Supplied entries:
* * * * * * *

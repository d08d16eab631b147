//! LedgerStore trait definition

use async_trait::async_trait;
use common::{
    Account, AccountId, Asset, CustomerId, Portfolio, Stock, Trade, TradeAction, TradeId,
    TradeStatus, Transfer,
};

use crate::error::{StorageError, StorageResult};

/// A set of entity writes applied atomically by [`LedgerStore::commit`].
///
/// Every entity carries the version it was read at. A commit succeeds only
/// if each version still matches the stored row (zero means "new row");
/// otherwise nothing is written and [`StorageError::Conflict`] is returned.
#[derive(Debug, Clone, Default, PartialEq)]
pub struct UnitOfWork {
    pub trades: Vec<Trade>,
    pub accounts: Vec<Account>,
    pub assets: Vec<Asset>,
    pub portfolios: Vec<Portfolio>,
    pub stocks: Vec<Stock>,
    pub transfers: Vec<Transfer>,
}

impl UnitOfWork {
    pub fn new() -> Self {
        Self::default()
    }

    pub fn trade(mut self, trade: Trade) -> Self {
        self.trades.push(trade);
        self
    }

    pub fn account(mut self, account: Account) -> Self {
        self.accounts.push(account);
        self
    }

    pub fn asset(mut self, asset: Asset) -> Self {
        self.assets.push(asset);
        self
    }

    pub fn portfolio(mut self, portfolio: Portfolio) -> Self {
        self.portfolios.push(portfolio);
        self
    }

    pub fn stock(mut self, stock: Stock) -> Self {
        self.stocks.push(stock);
        self
    }

    pub fn transfer(mut self, transfer: Transfer) -> Self {
        self.transfers.push(transfer);
        self
    }

    /// Committed copy of the trade with the given id
    pub fn find_trade(&self, id: TradeId) -> Option<&Trade> {
        self.trades.iter().find(|t| t.id == id)
    }
}

/// LedgerStore trait - the persistence interface of the ledger core
///
/// This trait allows different storage implementations (in-memory,
/// PostgreSQL) to be swapped without changing matching or settlement logic.
/// Lookups return `Ok(None)` for missing rows; deciding whether that is a
/// data-integrity violation is up to the caller.
#[async_trait]
pub trait LedgerStore: Send + Sync {
    // ------------------------------------------------------------------------
    // Trades
    // ------------------------------------------------------------------------

    /// Get a trade by ID
    async fn get_trade(&self, id: TradeId) -> StorageResult<Option<Trade>>;

    /// Find trades by their `processed` flag
    async fn find_trades_by_processed(&self, processed: bool) -> StorageResult<Vec<Trade>>;

    /// Find trades whose status is in `statuses`
    async fn find_trades_by_status(&self, statuses: &[TradeStatus]) -> StorageResult<Vec<Trade>>;

    /// Find trades for one action and symbol whose status is in `statuses`
    async fn find_trades(
        &self,
        action: TradeAction,
        symbol: &str,
        statuses: &[TradeStatus],
    ) -> StorageResult<Vec<Trade>>;

    /// Find market trades (limit price zero) for one action and symbol
    async fn find_market_trades(
        &self,
        action: TradeAction,
        symbol: &str,
        statuses: &[TradeStatus],
    ) -> StorageResult<Vec<Trade>>;

    // ------------------------------------------------------------------------
    // Accounts, portfolios, instruments
    // ------------------------------------------------------------------------

    /// Get an account by ID
    async fn get_account(&self, id: AccountId) -> StorageResult<Option<Account>>;

    /// Get the asset a customer's portfolio holds for `symbol`
    async fn get_asset(&self, customer_id: CustomerId, symbol: &str) -> StorageResult<Option<Asset>>;

    /// Get a customer's portfolio
    async fn get_portfolio(&self, customer_id: CustomerId) -> StorageResult<Option<Portfolio>>;

    /// Get an instrument by symbol
    async fn get_stock(&self, symbol: &str) -> StorageResult<Option<Stock>>;

    /// Transfers sent or received by an account
    async fn find_transfers(&self, account_id: AccountId) -> StorageResult<Vec<Transfer>>;

    // ------------------------------------------------------------------------
    // Writes
    // ------------------------------------------------------------------------

    /// Apply a unit of work atomically.
    ///
    /// Returns the committed rows with ids assigned and versions bumped.
    async fn commit(&self, work: UnitOfWork) -> StorageResult<UnitOfWork>;

    /// Save a single trade
    async fn save_trade(&self, trade: Trade) -> StorageResult<Trade> {
        let mut committed = self.commit(UnitOfWork::new().trade(trade)).await?;
        committed
            .trades
            .pop()
            .ok_or_else(|| StorageError::Backend("commit returned no trade".to_string()))
    }

    /// Save a single account
    async fn save_account(&self, account: Account) -> StorageResult<Account> {
        let mut committed = self.commit(UnitOfWork::new().account(account)).await?;
        committed
            .accounts
            .pop()
            .ok_or_else(|| StorageError::Backend("commit returned no account".to_string()))
    }

    /// Save a single asset
    async fn save_asset(&self, asset: Asset) -> StorageResult<Asset> {
        let mut committed = self.commit(UnitOfWork::new().asset(asset)).await?;
        committed
            .assets
            .pop()
            .ok_or_else(|| StorageError::Backend("commit returned no asset".to_string()))
    }

    /// Save a single portfolio
    async fn save_portfolio(&self, portfolio: Portfolio) -> StorageResult<Portfolio> {
        let mut committed = self.commit(UnitOfWork::new().portfolio(portfolio)).await?;
        committed
            .portfolios
            .pop()
            .ok_or_else(|| StorageError::Backend("commit returned no portfolio".to_string()))
    }

    /// Save a single stock
    async fn save_stock(&self, stock: Stock) -> StorageResult<Stock> {
        let mut committed = self.commit(UnitOfWork::new().stock(stock)).await?;
        committed
            .stocks
            .pop()
            .ok_or_else(|| StorageError::Backend("commit returned no stock".to_string()))
    }

    /// Append a transfer record
    async fn save_transfer(&self, transfer: Transfer) -> StorageResult<Transfer> {
        let mut committed = self.commit(UnitOfWork::new().transfer(transfer)).await?;
        committed
            .transfers
            .pop()
            .ok_or_else(|| StorageError::Backend("commit returned no transfer".to_string()))
    }
}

* * * * * * *

Exercise goal: Lines from the start of the entries through the one containing "pub struct UnitOfWork" are to be set down again exactly, both ends included.

Written solution:
repository d08d16eab631b147
//! LedgerStore trait definition

use async_trait::async_trait;
use common::{
    Account, AccountId, Asset, CustomerId, Portfolio, Stock, Trade, TradeAction, TradeId,
    TradeStatus, Transfer,
};

use crate::error::{StorageError, StorageResult};

/// A set of entity writes applied atomically by [`LedgerStore::commit`].
///
/// Every entity carries the version it was read at. A commit succeeds only
/// if each version still matches the stored row (zero means "new row");
/// otherwise nothing is written and [`StorageError::Conflict`] is returned.
#[derive(Debug, Clone, Default, PartialEq)]
pub struct UnitOfWork {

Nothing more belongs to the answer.